= Complex words =

Words formed of two or more morphemes

Complex words are words consisting of two or more morphemes. In morphology, they are distinguished from simple or simplex words, which consist of a single morpheme and possess no internal structure (e.g., walk, house, green). Complex words are formed through morphological processes such as compounding, derivation, and inflection.

== Morphemes ==
Morphemes are defined as the smallest meaning-bearing units within a language. While simplex words contain only one such unit, complex words combine multiple units. For instance, the word builder is complex because it contains the root build (referring to the action) and the suffix -er (referring to the doer of the action).

Ideally, every morpheme contributes a distinct meaning to the whole. However, linguistics recognises exceptions known as cranberry morphemes. These are bound morphemes that appear to have no independent meaning in current usage but serve to distinguish the word, such as cran- in cranberry.

Morphemes are categorised based on their ability to stand alone:
- Free morphemes: Can constitute a word in their own right (e.g., horse, dance).
- Bound morphemes: Cannot stand alone and must attach to a host (e.g., -ish, -s, en-).

== Affixation ==
Affixation involves combining a bound morpheme (an affix) with a free morpheme or an existing complex word. Affixes are classified by their position relative to the host word:
- Suffixes: Attach to the right of the host (e.g., solid-ify, wash-able).
- Prefixes: Attach to the left of the host (e.g., de-throne, en-large).
- Circumfixes: Consist of two parts that attach simultaneously to the left and right. For example, the Dutch past participle is formed using the circumfix ge- -d (e.g., ge-speel-d, meaning 'played').
- Infixes: Inserted into the middle of a base word. This occurs in Tagalog, where the affix -um- converts a noun or adjective base into a verb (e.g., bili 'buy' becomes b-um-ili).

== Formation processes ==
Complex words are generally built through three primary processes: compounding, derivation, and inflection.

=== Compounding ===
Compounding is the combination of two or more free morphemes to create a new complex word.
- Examples: sea + horse → sea horse; head + strong → headstrong.

This process can be highly productive. Speakers may create novel compounds (nonce words) that adhere to morphological principles even if they are not yet established in the lexicon, such as gorilla window (a window for viewing gorillas).

=== Derivation ===
Derivation involves adding an affix that creates a new word, often changing the lexical category or adding a substantial meaning component.
- Examples: build (verb) + -er → builder (noun); industry (noun) → industrial (adjective) → industrialize (verb).

=== Inflection ===
Inflection adds grammatical information to a word without changing its lexical category. It indicates properties such as number, person, or tense.
- Examples: work + -s (third person singular subject); house + -s (plural).
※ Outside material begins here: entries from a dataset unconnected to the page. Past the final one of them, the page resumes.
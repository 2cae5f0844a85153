//! Sequential elicitation state machine.
//!
//! A session walks an ordered script of steps, recording one answer per
//! step. States are `AwaitingAnswer(k)` for k in 1..=N plus a terminal
//! `Completed`; a valid submission is the only forward transition and
//! `reset` the only exit from `Completed`. Classification of the
//! collected answers is owned by the flows, not the engine.

use chrono::{DateTime, Utc};
use serde::Serialize;
use uuid::Uuid;

use crate::engine::answer::AnswerSheet;
use crate::engine::step::{CurrentPrompt, Step, StepKind};
use crate::error::{ElicitationError, Result};

/// Outcome of an accepted submission.
#[derive(Debug)]
pub enum SubmitOutcome {
    /// Advanced onto the next step.
    Next(CurrentPrompt),
    /// The last step was answered; the session is now completed.
    Completed,
}

/// Read-only status projection for presentation collaborators.
#[derive(Debug, Clone, Serialize)]
pub struct FlowStatus {
    pub session_id: Uuid,
    /// 1-based index of the step awaiting an answer.
    pub current_step: usize,
    pub total_steps: usize,
    /// Number of answered positions.
    pub answered: usize,
    pub completed: bool,
    /// `current_step / total_steps`, 1.0 once completed.
    pub progress: f64,
    pub started_at: DateTime<Utc>,
}

/// Mutable run state of one elicitation walk.
#[derive(Debug)]
pub struct Session {
    id: Uuid,
    steps: Vec<Step>,
    /// 1-based index of the step awaiting an answer.
    current: usize,
    answers: AnswerSheet,
    completed: bool,
    started_at: DateTime<Utc>,
}

impl Session {
    /// Create a session at step 1 of the given script.
    ///
    /// Step positions must be 1-based and contiguous.
    pub fn new(mut steps: Vec<Step>) -> Self {
        debug_assert!(!steps.is_empty(), "script must have at least one step");
        debug_assert!(
            steps.iter().enumerate().all(|(i, s)| s.position == i + 1),
            "step positions must be contiguous from 1"
        );

        // The opening step is rendered up front so the first prompt read
        // never observes an unrendered script.
        let answers = AnswerSheet::default();
        if let Some(first) = steps.first_mut() {
            first.render(&answers);
        }

        Self {
            id: Uuid::new_v4(),
            steps,
            current: 1,
            answers,
            completed: false,
            started_at: Utc::now(),
        }
    }

    pub fn id(&self) -> Uuid {
        self.id
    }

    pub fn total_steps(&self) -> usize {
        self.steps.len()
    }

    /// 1-based index of the step awaiting an answer.
    pub fn current_index(&self) -> usize {
        self.current
    }

    pub fn is_completed(&self) -> bool {
        self.completed
    }

    pub fn started_at(&self) -> DateTime<Utc> {
        self.started_at
    }

    pub fn answers(&self) -> &AnswerSheet {
        &self.answers
    }

    pub fn steps(&self) -> &[Step] {
        &self.steps
    }

    /// The step awaiting an answer.
    pub fn current_step(&self) -> Result<&Step> {
        if self.completed {
            return Err(ElicitationError::OutOfRange {
                index: self.steps.len() + 1,
                total: self.steps.len(),
            });
        }
        Ok(&self.steps[self.current - 1])
    }

    /// Read-only projection of the current step for rendering.
    pub fn current_prompt(&self) -> Result<CurrentPrompt> {
        self.current_step().map(CurrentPrompt::of)
    }

    /// Record `value` against the current step and advance.
    ///
    /// Free-form steps accept any non-empty text (stored trimmed);
    /// fixed-choice steps require one of the step's option identifiers.
    /// Accumulating steps append instead of overwriting. A rejected
    /// submission leaves the session unchanged.
    pub fn submit(&mut self, value: &str) -> Result<SubmitOutcome> {
        if self.completed {
            return Err(ElicitationError::SessionCompleted { session: self.id });
        }

        let step = &self.steps[self.current - 1];
        let position = step.position;
        match step.kind {
            StepKind::FreeText => {
                let text = value.trim();
                if text.is_empty() {
                    return Err(ElicitationError::EmptyAnswer);
                }
                let text = text.to_string();
                self.answers.record_text(position, text);
            }
            StepKind::SingleChoice | StepKind::MultiChoice => {
                let selected = step
                    .option(value)
                    .ok_or_else(|| ElicitationError::InvalidOption {
                        step: position,
                        value: value.to_string(),
                    })?
                    .value
                    .clone();
                if step.is_accumulating() {
                    self.answers.append_choice(position, selected);
                } else {
                    self.answers.record_choice(position, selected);
                }
            }
        }

        if self.current == self.steps.len() {
            self.completed = true;
            tracing::debug!(session = %self.id, "elicitation completed");
            return Ok(SubmitOutcome::Completed);
        }

        self.current += 1;
        // Eager render: personalized prompts must reflect the answers at
        // advance time, not at read time.
        let next = &mut self.steps[self.current - 1];
        next.render(&self.answers);
        tracing::debug!(session = %self.id, step = self.current, "advanced");
        Ok(SubmitOutcome::Next(CurrentPrompt::of(
            &self.steps[self.current - 1],
        )))
    }

    /// Step back to the previous question. The answer recorded there
    /// persists until overwritten.
    pub fn previous(&mut self) -> Result<()> {
        if self.completed {
            return Err(ElicitationError::SessionCompleted { session: self.id });
        }
        if self.current == 1 {
            return Err(ElicitationError::OutOfRange {
                index: 0,
                total: self.steps.len(),
            });
        }
        self.current -= 1;
        tracing::debug!(session = %self.id, step = self.current, "stepped back");
        Ok(())
    }

    /// Reinitialize to the empty state: no answers, step 1, not
    /// completed. Dynamic prompts lose their cached text.
    pub fn reset(&mut self) {
        self.answers.clear();
        self.current = 1;
        self.completed = false;
        self.started_at = Utc::now();
        for step in &mut self.steps {
            step.clear_rendered();
        }
        if let Some(first) = self.steps.first_mut() {
            first.render(&self.answers);
        }
        tracing::debug!(session = %self.id, "session reset");
    }

    /// Completion fraction in [0,1] over the 1-based index.
    pub fn progress(&self) -> f64 {
        if self.completed {
            return 1.0;
        }
        self.current as f64 / self.steps.len() as f64
    }

    pub fn status(&self) -> FlowStatus {
        FlowStatus {
            session_id: self.id,
            current_step: self.current,
            total_steps: self.steps.len(),
            answered: self.answers.answered(),
            completed: self.completed,
            progress: self.progress(),
            started_at: self.started_at,
        }
    }
}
A key distinction between derivation and inflection is syntactic obligation. Inflectional morphology is often required by the syntactic context (e.g., a third-person singular subject requires the verb to carry the -s suffix in English). Derivational morphology is not syntactically obligatory in the same manner.

== Zero derivation and null affixes ==
In some instances, complex words appear to change category or carry grammatical meaning without visible morphological markers.

- Conversion (Zero Derivation): A word changes lexical category without an overt affix. For example, the verb to cook and the noun a cook show the same relationship as to build and a builder, despite the lack of a suffix in the former. This is analysed as the presence of a null derivational affix.
- Null Inflection: The absence of an overt marker may function as a marker itself. For instance, while English verbs require -s for third-person singular, the lack of a suffix for first or second person implies a "null affix" denoting those persons.

== Internal structure ==
The internal structure of complex words is hierarchical and can be represented using tree diagrams. These diagrams visualise how morphemes combine in a specific order. For example, in the word school teachers, the root teach combines with -er to form the noun teacher, which then compounds with school, and finally receives the plural inflection -s.

Complex words can exhibit structural ambiguity, where a single string of morphemes can be analysed via different hierarchical trees, resulting in different meanings. The compound ex-president-office-manager could mean:
1. The manager of the office of an ex-president (where ex- modifies president).
2. The former manager of a president's office (where ex- modifies manager).